* [INFORMATION GIVEN]
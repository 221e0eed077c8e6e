use anyhow::Result;

use crate::graphql::build_schema;

use super::CommandContext;

pub fn handle_query(ctx: CommandContext, document: String, variables: Option<String>) -> Result<()> {
    let schema = build_schema(ctx.store);

    let vars: async_graphql::Variables = if let Some(v) = variables {
        serde_json::from_str(&v)?
    } else {
        async_graphql::Variables::default()
    };

    // Bare field selections get wrapped; full documents pass through.
    let trimmed = document.trim_start();
    let query = if trimmed.starts_with('{') || trimmed.starts_with("query") {
        document
    } else {
        format!("query {{ {} }}", document)
    };

    let request = async_graphql::Request::new(&query).variables(vars);
    let response = tokio::runtime::Runtime::new()?.block_on(schema.execute(request));

    println!("{}", serde_json::to_string_pretty(&response)?);
    Ok(())
}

* [WHAT YOU ARE ASKED TO DO] Each line in the listing above that includes "Result" is to be copied.

* [RESPONSE BOX]
use anyhow::Result;
pub fn handle_query(ctx: CommandContext, document: String, variables: Option<String>) -> Result<()> {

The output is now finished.